Kronologi Bentrokan di Jantung Grogol
Kapolsek Grogol Petamburan, AKP Reza Aditya, menjelaskan bahwa peristiwa yang terjadi pada Selasa, 7 Mei lalu tersebut bermula dari aktivitas berkumpulnya sekelompok pelajar di sekitar Terminal dan Stasiun Grogol. Alih-alih sekadar nongkrong biasa, suasana mendadak mencekam saat kelompok lain muncul dan melancarkan provokasi yang memicu aksi penyerangan.
“Setelah kami lakukan penyelidikan lebih lanjut dan meminta keterangan dari saksi maupun korban, kejadian ini murni konflik antara dua kelompok pelajar yang berujung pada aksi penyerangan di Jalan Satria,” ungkap AKP Reza dalam keterangannya yang dihimpun tim redaksi Kabarmalam.
Misteri Motor Honda ADV yang Sempat Hilang
Ketegangan memuncak saat beberapa pelajar mencoba melarikan diri dari kejaran lawan. Sayangnya, seorang pelajar bernama Andika tidak berhasil menghindar dan menjadi sasaran sabetan senjata tajam jenis celurit. Korban pun harus dilarikan ke Rumah Sakit Sumber Waras untuk mendapatkan perawatan intensif akibat luka serius yang dideritanya.
Salah satu alasan mengapa narasi kriminalitas begal sempat mencuat di media sosial adalah hilangnya satu unit sepeda motor Honda ADV milik salah satu pelajar di lokasi kejadian. Motor tersebut seolah raib di tengah kericuhan. Namun, misteri itu akhirnya terpecahkan setelah pihak berwajib menemukan kendaraan tersebut ditinggalkan begitu saja di sebuah gang sempit di wilayah Tambora, Jakarta Barat.

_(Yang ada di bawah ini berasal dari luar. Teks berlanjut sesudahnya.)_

//! Infers the commands that turn listed tabs into edited tabs.
//!
//! # Pipeline
//!
//! ```text
//! before ──infer_deletes──▶ apply_deletes ──infer_moves──▶ apply_moves ──infer_updates──▶ plan
//! ```
//!
//! Each stage sees the list as left by the previous one, so deletes always
//! precede moves and moves precede updates.
//!
//! # Move inference
//!
//! Every edited tab is located in the listed tabs (see [`TabLookup`]),
//! giving the old index of each new position. Tabs on a longest increasing
//! subsequence of those old indices are already in relative order and stay
//! put; every other tab moves, as does any tab whose window changed.
//!
//! Moves are emitted downward first (target at or before the old index, in
//! scan order), then upward in reverse scan order. That policy is a tuned
//! heuristic rather than a proven one, and some reorders defeat it. The
//! engine replays the result and, when a tab would land in the wrong place,
//! re-emits the same moving tabs in ascending target order, each inserted
//! right after its predecessor in the edited list. That order is always
//! correct and never longer.

use std::collections::HashSet;

use tracing::{debug, warn};

use crate::apply::{apply_deletes, apply_moves, apply_updates};
use crate::commands::{Command, DeleteCommand, MoveCommand, UpdateCommand};
use crate::error::{ReconcileError, Result};
use crate::index::{identity_key, identity_mapper, TabLookup};
use crate::lis::longest_increasing_subsequence;
use crate::tab::Tab;

/// Commands inferred from one before/after pair.
#[derive(Debug, Clone, Default, PartialEq, Eq)]
pub struct Reconciliation {
    pub deletes: Vec<DeleteCommand>,
    pub moves: Vec<MoveCommand>,
    pub updates: Vec<UpdateCommand>,
}

impl Reconciliation {
    pub fn is_empty(&self) -> bool {
        self.deletes.is_empty() && self.moves.is_empty() && self.updates.is_empty()
    }

    pub fn len(&self) -> usize {
        self.deletes.len() + self.moves.len() + self.updates.len()
    }

    /// All commands in the order they must be executed.
    pub fn commands(&self) -> impl Iterator<Item = Command> + '_ {
        self.deletes
            .iter()
            .cloned()
            .map(Command::Delete)
            .chain(self.moves.iter().copied().map(Command::Move))
            .chain(self.updates.iter().cloned().map(Command::Update))
    }
}

/// Tabs whose `(tab_id, title)` no longer appears in `after`, scanning
/// `before` from the end.
pub fn infer_deletes(before: &[Tab], after: &[Tab]) -> Vec<DeleteCommand> {
    let remaining = identity_mapper(after);
    before
        .iter()
        .rev()
        .filter(|tab| !remaining.contains(&identity_key(tab)))
        .map(|tab| DeleteCommand(tab.id()))
        .collect()
}

/// Moves that reorder `before` (already without deleted tabs) into `after`.
pub fn infer_moves(before: &[Tab], after: &[Tab]) -> Result<Vec<MoveCommand>> {
    let lookup = TabLookup::new(before);
    let reordered = after
        .iter()
        .map(|tab| lookup.lookup(tab))
        .collect::<Result<Vec<usize>>>()?;

    let in_order: HashSet<usize> = longest_increasing_subsequence(&reordered)
        .into_iter()
        .collect();

    let mut moving = Vec::new();
    let mut upward = Vec::new();
    let mut downward = Vec::new();

    for (new_index, &old_index) in reordered.iter().enumerate() {
        let tab_before = &before[old_index];
        let tab_after = &after[new_index];

        let index_changed = !in_order.contains(&old_index);
        let window_changed = tab_before.window_id != tab_after.window_id;
        if !(index_changed || window_changed) {
            continue;
        }

        let command = MoveCommand::new(tab_before.tab_id, tab_after.window_id, new_index);
        if new_index > old_index {
            upward.push(command);
        } else {
            downward.push(command);
        }
        moving.push(new_index);
    }

    let mut moves = downward;
    moves.extend(upward.into_iter().rev());

    if lands_on_target(before, after, &moves) {
        return Ok(moves);
    }

    warn!(
        moves = moves.len(),
        "Move order heuristic missed the target; using anchored order"
    );
    Ok(anchored_moves(before, after, &reordered, &moving))
}

/// URL changes between positionally aligned lists.
///
/// Call after moves have been applied to `before`. Only the url is compared;
/// other properties are not visible in a listing.
pub fn infer_updates(before: &[Tab], after: &[Tab]) -> Vec<UpdateCommand> {
    before
        .iter()
        .zip(after)
        .filter(|(tab_before, tab_after)| tab_before.url != tab_after.url)
        .map(|(_, tab_after)| UpdateCommand::url(tab_after.id(), tab_after.url.clone()))
        .collect()
}

/// Infers deletes, moves and updates, in that order.
///
/// Either every list is returned or nothing is: the plan is replayed against
/// `before` and must reproduce `after` exactly.
pub fn infer_all(before: &[Tab], after: &[Tab]) -> Result<Reconciliation> {
    let deletes = infer_deletes(before, after);
    let without_deleted = apply_deletes(before, &deletes)?;
    debug!(deletes = deletes.len(), "Inferred delete commands");

    let moves = infer_moves(&without_deleted, after)?;
    let reordered = apply_moves(&without_deleted, &moves)?;
    debug!(moves = moves.len(), "Inferred move commands");

    let updates = infer_updates(&reordered, after);
    debug!(updates = updates.len(), "Inferred update commands");

    let replayed = apply_updates(&reordered, &updates)?;
    if let Some(details) = describe_mismatch(&replayed, after) {
        return Err(ReconcileError::ReplayMismatch { details });
    }

    Ok(Reconciliation {
        deletes,
        moves,
        updates,
    })
}

/// Whether replaying `moves` puts every tab at its target position and window.
fn lands_on_target(before: &[Tab], after: &[Tab], moves: &[MoveCommand]) -> bool {
    match apply_moves(before, moves) {
        Ok(tabs) => {
            tabs.len() == after.len()
                && tabs.iter().zip(after).all(|(actual, expected)| {
                    actual.tab_id == expected.tab_id && actual.window_id == expected.window_id
                })
        }
        Err(_) => false,
    }
}

/// Re-emits the moving tabs in ascending target order, each placed right
/// after its predecessor in `after`.
///
/// Every tab before the current target is either unmoved or already placed,
/// so the predecessor is settled and the insert point is final.
fn anchored_moves(
    before: &[Tab],
    after: &[Tab],
    reordered: &[usize],
    moving: &[usize],
) -> Vec<MoveCommand> {
    let mut current: Vec<u64> = before.iter().map(|tab| tab.tab_id).collect();
    let mut moves = Vec::with_capacity(moving.len());

    for &new_index in moving {
        let tab_id = before[reordered[new_index]].tab_id;
        if let Some(from) = current.iter().position(|&id| id == tab_id) {
            current.remove(from);
        }

        let target = match new_index.checked_sub(1) {
            None => 0,
            Some(previous) => {
                let anchor = before[reordered[previous]].tab_id;
                current
                    .iter()
                    .position(|&id| id == anchor)
                    .map(|position| position + 1)
                    .unwrap_or(new_index.min(current.len()))
            }
        };

        current.insert(target, tab_id);
        moves.push(MoveCommand::new(tab_id, after[new_index].window_id, target));
    }

    moves
}

fn describe_mismatch(actual: &[Tab], expected: &[Tab]) -> Option<String> {
    if actual.len() != expected.len() {
        return Some(format!(
            "expected {} tabs, got {}",
            expected.len(),
            actual.len()
        ));
    }

    actual
        .iter()
        .zip(expected)
        .position(|(a, e)| a != e)
        .map(|position| {
            format!(
                "at position {}: expected {:?}, got {:?}",
                position,
                expected[position].line(),
                actual[position].line()
            )
        })
}
//! Subcommand bodies. Each writes its results to `out` and leaves stdin
//! handling to the caller.

use std::collections::BTreeMap;
use std::io::Write;

use brotab_core::patterns::RE_PREFIX_WINDOW;
use brotab_core::{edit_tabs_in_editor, split_tab_ids, ClientConfig, EditOutcome, TabId, UpdateCommand};
use brotab_protocol::MAX_NUMBER_OF_TABS;
use tracing::{info, warn};

use crate::error::BtError;
use crate::mediators::{DispatchReport, Mediators};

type Result<T> = std::result::Result<T, BtError>;

const DUPLICATE_RECIPES: &str = "\
Show duplicates by Title:
bt list | sort -k2 | awk -F$'\\t' '{ if (a[$2]++ > 0) print }' | cut -f1 | bt close

Show duplicates by URL:
bt list | sort -k3 | awk -F$'\\t' '{ if (a[$3]++ > 0) print }' | cut -f1 | bt close
";

fn write_lines<S: AsRef<str>>(out: &mut impl Write, lines: &[S]) -> Result<()> {
    for line in lines {
        writeln!(out, "{}", line.as_ref()).map_err(|source| BtError::Io {
            context: "write output",
            source,
        })?;
    }
    Ok(())
}

fn check(report: DispatchReport) -> Result<()> {
    info!(applied = ?report.succeeded, failed = report.failed.len(), "Dispatch finished");
    if report.is_success() {
        return Ok(());
    }
    let prefixes = report
        .failed
        .iter()
        .map(|(prefix, err)| format!("{}: {}", prefix, err))
        .collect::<Vec<_>>()
        .join("; ");
    Err(BtError::Dispatch {
        failed: report.failed.len(),
        prefixes,
    })
}

pub fn list(mediators: &Mediators, out: &mut impl Write) -> Result<()> {
    info!("Listing tabs");
    write_lines(out, &mediators.list_tabs(MAX_NUMBER_OF_TABS))
}

/// Lists tabs, lets the user edit them and applies the difference.
pub fn move_tabs(
    mediators: &Mediators,
    config: &ClientConfig,
    dry_run: bool,
    out: &mut impl Write,
) -> Result<()> {
    let before = mediators.list_tabs(MAX_NUMBER_OF_TABS);
    let after = match edit_tabs_in_editor(&config.editor, &before)? {
        EditOutcome::Edited(lines) => lines,
        EditOutcome::Aborted => return Ok(()),
    };

    let plans = mediators.plan(&before, &after)?;
    if dry_run {
        for plan in &plans {
            let lines: Vec<String> = plan
                .plan
                .commands()
                .map(|command| format!("{}: {}", plan.client.prefix(), command))
                .collect();
            write_lines(out, &lines)?;
        }
        return Ok(());
    }

    check(mediators.dispatch(&plans))
}

/// Closes tabs named in `args`, or in `input` when `args` is empty.
pub fn close(mediators: &Mediators, args: &[String], input: &str) -> Result<()> {
    let raw = if args.is_empty() {
        split_tab_ids(input.trim())
    } else {
        args.to_vec()
    };
    let ids = raw
        .iter()
        .map(|id| id.parse::<TabId>())
        .collect::<std::result::Result<Vec<_>, _>>()?;
    info!(tabs = ids.len(), "Closing tabs");
    check(mediators.close_tabs(&ids))
}

pub fn activate(mediators: &Mediators, id: &str, focused: bool) -> Result<()> {
    let id: TabId = id.parse()?;
    let client = mediators
        .get_by_prefix(&id.prefix)
        .ok_or_else(|| BtError::UnknownPrefix(id.prefix.clone()))?;
    client.activate_tab(id.tab_id, focused)?;
    Ok(())
}

pub fn active(mediators: &Mediators, out: &mut impl Write) -> Result<()> {
    write_lines(out, &mediators.get_active_tabs())
}

/// Opens one url per non-blank `input` line in `target` (`a` or `a.WINDOW`).
pub fn open(mediators: &Mediators, target: &str, input: &str, out: &mut impl Write) -> Result<()> {
    let captures = RE_PREFIX_WINDOW
        .captures(target)
        .ok_or_else(|| BtError::InvalidTarget(target.to_string()))?;
    let prefix = &captures[1];
    let window_id = match captures.get(2) {
        Some(window) => Some(
            window
                .as_str()
                .parse::<u64>()
                .map_err(|_| BtError::InvalidTarget(target.to_string()))?,
        ),
        None => None,
    };

    let client = mediators
        .get_by_prefix(prefix)
        .ok_or_else(|| BtError::UnknownPrefix(prefix.to_string()))?;
    let urls: Vec<String> = input
        .lines()
        .map(str::trim)
        .filter(|url| !url.is_empty())
        .map(str::to_string)
        .collect();
    if urls.is_empty() {
        warn!("No urls to open");
        return Ok(());
    }

    let ids = client.open_urls(&urls, window_id)?;
    write_lines(out, &ids)
}

/// Applies a JSON array of `{"tab_id": "a.1.2", "properties": {...}}`.
pub fn update(mediators: &Mediators, input: &str, out: &mut impl Write) -> Result<()> {
    let updates: Vec<UpdateCommand> = serde_json::from_str(input)?;
    let (ids, report) = mediators.update_tabs(&updates);
    write_lines(out, &ids)?;
    check(report)
}

/// Tab count per `prefix.window`, sorted.
pub fn windows(mediators: &Mediators, out: &mut impl Write) -> Result<()> {
    let mut counts: BTreeMap<String, usize> = BTreeMap::new();
    for line in mediators.list_tabs(MAX_NUMBER_OF_TABS) {
        let id = line.split('\t').next().unwrap_or_default();
        match id.parse::<TabId>() {
            Ok(id) => *counts
                .entry(format!("{}.{}", id.prefix, id.window_id))
                .or_default() += 1,
            Err(err) => warn!(line = %line, error = %err, "Skipping unparsable tab"),
        }
    }
    let lines: Vec<String> = counts
        .into_iter()
        .map(|(window, count)| format!("{}\t{}", window, count))
        .collect();
    write_lines(out, &lines)
}

pub fn clients(mediators: &Mediators, out: &mut impl Write) -> Result<()> {
    let lines: Vec<String> = mediators.clients().iter().map(ToString::to_string).collect();
    write_lines(out, &lines)
}

pub fn duplicates(out: &mut impl Write) -> Result<()> {
    write!(out, "{}", DUPLICATE_RECIPES).map_err(|source| BtError::Io {
        context: "write output",
        source,
    })
}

Penyelesaian Melalui Jalur Damai
Menariknya, meskipun insiden ini sempat memanas dan memakan korban luka, kedua belah pihak yang terlibat beserta keluarga mereka sepakat untuk tidak menempuh jalur hukum formal. Polisi mengonfirmasi bahwa mereka telah memilih jalur damai sebagai resolusi atas konflik tersebut.

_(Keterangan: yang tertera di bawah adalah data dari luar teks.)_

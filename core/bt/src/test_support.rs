//! In-process fake mediator for client tests.

use std::io::Read;
use std::sync::{Arc, Mutex};
use std::thread;

use tiny_http::{Response, Server, StatusCode};

/// One request as seen by the fake mediator.
#[derive(Debug, Clone)]
pub struct Recorded {
    pub method: String,
    pub path: String,
    pub body: String,
}

/// Serves HTTP on an ephemeral port until the test process exits.
pub struct FakeMediator {
    pub port: u16,
    requests: Arc<Mutex<Vec<Recorded>>>,
}

impl FakeMediator {
    /// `respond` maps a request path (with query) to `(status, body)`.
    pub fn start<F>(respond: F) -> Self
    where
        F: Fn(&str) -> (u16, String) + Send + 'static,
    {
        let server = Server::http("127.0.0.1:0").expect("Failed to bind fake mediator");
        let port = server
            .server_addr()
            .to_ip()
            .expect("Fake mediator is not on a TCP socket")
            .port();
        let requests = Arc::new(Mutex::new(Vec::new()));
        let recorded = Arc::clone(&requests);

        thread::spawn(move || {
            for mut request in server.incoming_requests() {
                let mut body = Vec::new();
                let _ = request.as_reader().read_to_end(&mut body);
                let path = request.url().to_string();
                let (status, reply) = respond(&path);

                recorded.lock().unwrap().push(Recorded {
                    method: request.method().to_string(),
                    path,
                    body: String::from_utf8_lossy(&body).to_string(),
                });
                let _ = request.respond(Response::from_string(reply).with_status_code(StatusCode(status)));
            }
        });

        Self { port, requests }
    }

    pub fn requests(&self) -> Vec<Recorded> {
        self.requests.lock().unwrap().clone()
    }

    pub fn paths(&self) -> Vec<String> {
        self.requests().into_iter().map(|r| r.path).collect()
    }
}

/// A mediator answering the handshake and listing `tabs`.
pub fn mediator_with_tabs(tabs: &'static str) -> FakeMediator {
    FakeMediator::start(move |path| match path {
        "/get_pid" => (200, "4242".to_string()),
        "/get_browser" => (200, "firefox".to_string()),
        "/list_tabs" => (200, tabs.to_string()),
        _ => (200, "OK".to_string()),
    })
}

Terkait kondisi ini, AKP Reza Aditya mengimbau kepada para orang tua untuk memperketat pengawasan terhadap buah hati mereka, terutama terkait disiplin waktu saat berada di luar rumah. “Kami meminta warga untuk bersama-sama menjaga keamanan dan ketertiban wilayah. Silakan bersosialisasi, namun hindari kegiatan yang kurang bermanfaat yang justru bisa mengarah pada tindak pidana,” tegasnya.

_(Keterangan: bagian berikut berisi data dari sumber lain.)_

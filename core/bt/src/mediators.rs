//! The set of mediators reachable from this machine.
//!
//! Mediators listen on consecutive ports starting at `min_http_port`; the
//! one on port `min + k` gets the k-th lowercase letter as its prefix.
//! Reconciliation happens per prefix, since tab ids are only unique within
//! one browser.

use std::collections::BTreeMap;
use std::net::{SocketAddr, TcpStream, ToSocketAddrs};
use std::thread;
use std::time::Duration;

use brotab_core::{infer_all, parse_tab_lines, ClientConfig, Reconciliation, ReconcileError};
use brotab_core::{TabId, UpdateCommand};
use brotab_protocol::TabUpdate;
use tracing::{info, warn};

use crate::mediator_client::{ClientError, MediatorClient};

const PREFIXES: &str = "abcdefghijklmnopqrstuvwxyz";

/// Outcome of sending commands to several mediators. A failing mediator
/// never stops the others.
#[derive(Debug, Default)]
pub struct DispatchReport {
    pub succeeded: Vec<String>,
    pub failed: Vec<(String, ClientError)>,
}

impl DispatchReport {
    fn record(&mut self, prefix: &str, result: Result<(), ClientError>) {
        match result {
            Ok(()) => self.succeeded.push(prefix.to_string()),
            Err(err) => {
                warn!(prefix = %prefix, error = %err, "Mediator failed to apply commands");
                self.failed.push((prefix.to_string(), err));
            }
        }
    }

    pub fn is_success(&self) -> bool {
        self.failed.is_empty()
    }
}

/// Commands inferred for one mediator.
#[derive(Debug)]
pub struct MediatorPlan<'a> {
    pub client: &'a MediatorClient,
    pub plan: Reconciliation,
}

#[derive(Debug, Default)]
pub struct Mediators {
    clients: Vec<MediatorClient>,
}

impl Mediators {
    pub fn new(clients: Vec<MediatorClient>) -> Self {
        Self { clients }
    }

    /// Probes every configured port and connects to those accepting TCP.
    pub fn discover(config: &ClientConfig) -> Result<Self, ClientError> {
        let mut clients = Vec::new();
        for (letter, port) in PREFIXES.chars().zip(config.mediator_ports()) {
            if !port_accepting(&config.http_iface, port, config.probe_timeout) {
                continue;
            }
            let client = MediatorClient::connect(
                letter.to_string(),
                &config.http_iface,
                port,
                config.http_timeout,
            )?;
            clients.push(client);
        }
        info!(clients = ?clients, "Discovered mediators");
        Ok(Self { clients })
    }

    pub fn clients(&self) -> &[MediatorClient] {
        &self.clients
    }

    pub fn is_empty(&self) -> bool {
        self.clients.is_empty()
    }

    pub fn ready(&self) -> impl Iterator<Item = &MediatorClient> {
        self.clients.iter().filter(|client| client.is_ready())
    }

    /// Accepts `a` or `a.`.
    pub fn get_by_prefix(&self, prefix: &str) -> Option<&MediatorClient> {
        let prefix = prefix.strip_suffix('.').unwrap_or(prefix);
        self.clients.iter().find(|client| client.prefix() == prefix)
    }

    /// Lists every ready mediator concurrently. Results keep mediator order;
    /// a mediator that fails contributes no tabs.
    pub fn list_tabs(&self, limit: usize) -> Vec<String> {
        thread::scope(|scope| {
            let handles: Vec<_> = self
                .ready()
                .map(|client| scope.spawn(move || (client, client.list_tabs(limit))))
                .collect();

            handles
                .into_iter()
                .filter_map(|handle| handle.join().ok())
                .flat_map(|(client, result)| match result {
                    Ok(tabs) => tabs,
                    Err(err) => {
                        warn!(client = %client.address(), error = %err, "Cannot list tabs");
                        Vec::new()
                    }
                })
                .collect()
        })
    }

    /// Infers commands for every mediator before anything is sent.
    ///
    /// Any inference error aborts the whole edit. Mediators with nothing to
    /// do are left out.
    pub fn plan<S: AsRef<str>>(
        &self,
        before: &[S],
        after: &[S],
    ) -> Result<Vec<MediatorPlan<'_>>, ReconcileError> {
        let orphans = after
            .iter()
            .map(AsRef::as_ref)
            .filter(|line| !line.trim().is_empty())
            .filter(|line| !self.clients.iter().any(|client| client.prefix_match(line)))
            .count();
        if orphans > 0 {
            warn!(lines = orphans, "Ignoring edited lines that match no mediator");
        }

        let mut plans = Vec::new();
        for client in &self.clients {
            let tabs_before = parse_tab_lines(&client.filter_tabs(before))?;
            let tabs_after = parse_tab_lines(&client.filter_tabs(after))?;
            let plan = infer_all(&tabs_before, &tabs_after)?;
            info!(
                prefix = %client.prefix(),
                deletes = plan.deletes.len(),
                moves = plan.moves.len(),
                updates = plan.updates.len(),
                "Reconciled tabs"
            );
            if !plan.is_empty() {
                plans.push(MediatorPlan { client, plan });
            }
        }
        Ok(plans)
    }

    /// Sends each plan's deletes, then moves, then updates. A mediator stops
    /// at its first failing request.
    pub fn dispatch(&self, plans: &[MediatorPlan<'_>]) -> DispatchReport {
        let mut report = DispatchReport::default();
        for MediatorPlan { client, plan } in plans {
            report.record(client.prefix(), send_plan(client, plan));
        }
        report
    }

    /// Closes tabs by composite id, grouped by owning mediator.
    pub fn close_tabs(&self, ids: &[TabId]) -> DispatchReport {
        let mut report = DispatchReport::default();
        for (prefix, tab_ids) in group_by_prefix(ids.iter().map(|id| (id.prefix.as_str(), id.tab_id))) {
            match self.get_by_prefix(prefix) {
                Some(client) => report.record(prefix, client.close_tabs(&tab_ids)),
                None => warn!(prefix = %prefix, "No mediator for tabs to close"),
            }
        }
        report
    }

    /// Sends updates issued directly by the user. Returns the ids the
    /// mediators reported as updated.
    pub fn update_tabs(&self, updates: &[UpdateCommand]) -> (Vec<String>, DispatchReport) {
        let mut report = DispatchReport::default();
        let mut updated = Vec::new();
        let grouped = group_by_prefix(
            updates
                .iter()
                .map(|update| (update.tab_id.prefix.as_str(), update.to_wire())),
        );
        for (prefix, wire) in grouped {
            let Some(client) = self.get_by_prefix(prefix) else {
                warn!(prefix = %prefix, "No mediator for tabs to update");
                continue;
            };
            let result = client.update_tabs(&wire).map(|ids| updated.extend(ids));
            report.record(prefix, result);
        }
        (updated, report)
    }

    /// Active tab ids from every ready mediator.
    pub fn get_active_tabs(&self) -> Vec<String> {
        self.ready()
            .flat_map(|client| match client.get_active_tabs() {
                Ok(ids) => ids,
                Err(err) => {
                    warn!(client = %client.address(), error = %err, "Cannot get active tabs");
                    Vec::new()
                }
            })
            .collect()
    }
}

fn send_plan(client: &MediatorClient, plan: &Reconciliation) -> Result<(), ClientError> {
    if !plan.deletes.is_empty() {
        let ids: Vec<u64> = plan.deletes.iter().map(|delete| delete.id().tab_id).collect();
        client.close_tabs(&ids)?;
    }
    if !plan.moves.is_empty() {
        let triplets: Vec<_> = plan.moves.iter().map(|command| command.to_wire()).collect();
        client.move_tabs(&triplets)?;
    }
    if !plan.updates.is_empty() {
        let updates: Vec<TabUpdate> = plan.updates.iter().map(UpdateCommand::to_wire).collect();
        client.update_tabs(&updates)?;
    }
    Ok(())
}

fn group_by_prefix<'a, T>(items: impl Iterator<Item = (&'a str, T)>) -> BTreeMap<&'a str, Vec<T>> {
    let mut grouped: BTreeMap<&str, Vec<T>> = BTreeMap::new();
    for (prefix, item) in items {
        grouped.entry(prefix).or_default().push(item);
    }
    grouped
}

fn port_accepting(host: &str, port: u16, timeout: Duration) -> bool {
    let addresses: Vec<SocketAddr> = match (host, port).to_socket_addrs() {
        Ok(addresses) => addresses.collect(),
        Err(err) => {
            warn!(host = %host, error = %err, "Cannot resolve mediator host");
            return false;
        }
    };
    addresses
        .iter()
        .any(|address| TcpStream::connect_timeout(address, timeout).is_ok())
}

#[cfg(test)]
mod tests {
    use super::*;
    use crate::test_support::{mediator_with_tabs, FakeMediator};
    use std::collections::HashMap;

    const TIMEOUT: Duration = Duration::from_secs(5);

    fn connect(prefix: &str, mediator: &FakeMediator) -> MediatorClient {
        MediatorClient::connect(prefix, "127.0.0.1", mediator.port, TIMEOUT).unwrap()
    }

    #[test]
    fn test_list_tabs_keeps_mediator_order() {
        let first = mediator_with_tabs("1.1\tone\thttps://one\n");
        let second = mediator_with_tabs("2.2\ttwo\thttps://two\n");
        let mediators = Mediators::new(vec![connect("a", &first), connect("b", &second)]);
        assert_eq!(
            mediators.list_tabs(5000),
            vec!["a.1.1\tone\thttps://one", "b.2.2\ttwo\thttps://two"]
        );
    }

    #[test]
    fn test_failing_mediator_lists_nothing() {
        let healthy = mediator_with_tabs("1.1\tone\thttps://one\n");
        let broken = FakeMediator::start(|path| match path {
            "/list_tabs" => (500, String::new()),
            _ => (200, "7".to_string()),
        });
        let mediators = Mediators::new(vec![connect("a", &broken), connect("b", &healthy)]);
        assert_eq!(mediators.list_tabs(5000), vec!["b.1.1\tone\thttps://one"]);
    }

    fn config_for_ports(min: u16, max: u16) -> ClientConfig {
        let vars: HashMap<String, String> = [
            ("MIN_HTTP_PORT".to_string(), min.to_string()),
            ("MAX_HTTP_PORT".to_string(), max.to_string()),
        ]
        .into_iter()
        .collect();
        ClientConfig::from_vars(&vars).unwrap()
    }

    #[test]
    fn test_discover_connects_to_listening_port() {
        let mediator = mediator_with_tabs("");
        let config = config_for_ports(mediator.port, mediator.port + 1);
        let mediators = Mediators::discover(&config).unwrap();

        assert_eq!(mediators.clients().len(), 1);
        assert_eq!(mediators.clients()[0].prefix(), "a");
        assert_eq!(mediators.ready().count(), 1);
    }

    #[test]
    fn test_discover_skips_closed_port() {
        let closed = std::net::TcpListener::bind("127.0.0.1:0").unwrap();
        let port = closed.local_addr().unwrap().port();
        drop(closed);

        let mediators = Mediators::discover(&config_for_ports(port, port + 1)).unwrap();
        assert!(mediators.is_empty());
    }

    #[test]
    fn test_plan_aborts_on_lookup_failure_before_dispatch() {
        let first = mediator_with_tabs("");
        let second = mediator_with_tabs("");
        let mediators = Mediators::new(vec![connect("a", &first), connect("b", &second)]);

        let before = ["a.0.1\tone\turl", "b.0.2\ttwo\turl"];
        let after = ["a.0.1\tone\turl", "b.0.2\trenamed\turl"];
        assert!(mediators.plan(&before, &after).is_err());
        assert!(!first.paths().iter().any(|p| p.starts_with("/close_tabs")));
    }

    #[test]
    fn test_dispatch_sends_each_mediator_its_commands() {
        let first = mediator_with_tabs("");
        let second = mediator_with_tabs("");
        let mediators = Mediators::new(vec![connect("a", &first), connect("b", &second)]);

        let before = [
            "a.0.1\tone\turl",
            "a.0.2\ttwo\turl",
            "b.0.5\tfive\turl",
            "b.0.6\tsix\turl",
        ];
        let after = ["a.0.2\ttwo\turl", "b.0.6\tsix\turl", "b.0.5\tfive\turl"];
        let plans = mediators.plan(&before, &after).unwrap();
        assert_eq!(plans.len(), 2);

        let report = mediators.dispatch(&plans);
        assert!(report.is_success());
        assert!(first.paths().contains(&"/close_tabs/1".to_string()));
        assert!(second.paths().contains(&"/move_tabs/6+0+0".to_string()));
    }

    #[test]
    fn test_dispatch_isolates_failures() {
        let broken = FakeMediator::start(|path| match path {
            "/get_pid" => (200, "1".to_string()),
            p if p.starts_with("/close_tabs") => (500, String::new()),
            _ => (200, "OK".to_string()),
        });
        let healthy = mediator_with_tabs("");
        let mediators = Mediators::new(vec![connect("a", &broken), connect("b", &healthy)]);

        let before = ["a.0.1\tone\turl", "b.0.2\ttwo\turl"];
        let after: [&str; 0] = [];
        let plans = mediators.plan(&before, &after).unwrap();
        let report = mediators.dispatch(&plans);

        assert_eq!(report.succeeded, vec!["b"]);
        assert_eq!(report.failed.len(), 1);
        assert_eq!(report.failed[0].0, "a");
        assert!(healthy.paths().contains(&"/close_tabs/2".to_string()));
    }

    #[test]
    fn test_close_and_update_route_by_prefix() {
        let first = mediator_with_tabs("");
        let second = FakeMediator::start(|path| match path {
            "/update_tabs" => (200, "9\n".to_string()),
            _ => (200, "1".to_string()),
        });
        let mediators = Mediators::new(vec![connect("a", &first), connect("b", &second)]);

        let report = mediators.close_tabs(&[TabId::new("a", 0, 3), TabId::new("a", 1, 4)]);
        assert!(report.is_success());
        assert!(first.paths().contains(&"/close_tabs/3,4".to_string()));

        let (ids, report) =
            mediators.update_tabs(&[UpdateCommand::url(TabId::new("b", 0, 9), "https://x")]);
        assert!(report.is_success());
        assert_eq!(ids, vec!["b.9"]);
        assert!(!first.paths().contains(&"/update_tabs".to_string()));
    }

    #[test]
    fn test_get_by_prefix_accepts_trailing_dot() {
        let mediator = mediator_with_tabs("");
        let mediators = Mediators::new(vec![connect("a", &mediator)]);
        assert!(mediators.get_by_prefix("a.").is_some());
        assert!(mediators.get_by_prefix("a").is_some());
        assert!(mediators.get_by_prefix("b").is_none());
    }
}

Sebagai langkah antisipasi ke depan, Polsek Grogol Petamburan berkomitmen untuk meningkatkan intensitas patroli wilayah, terutama di jam-jam rawan. Langkah preventif dan pemberian imbauan akan terus digalakkan demi memastikan keamanan warga tetap terjaga dari ancaman tawuran pelajar maupun tindak kriminal lainnya.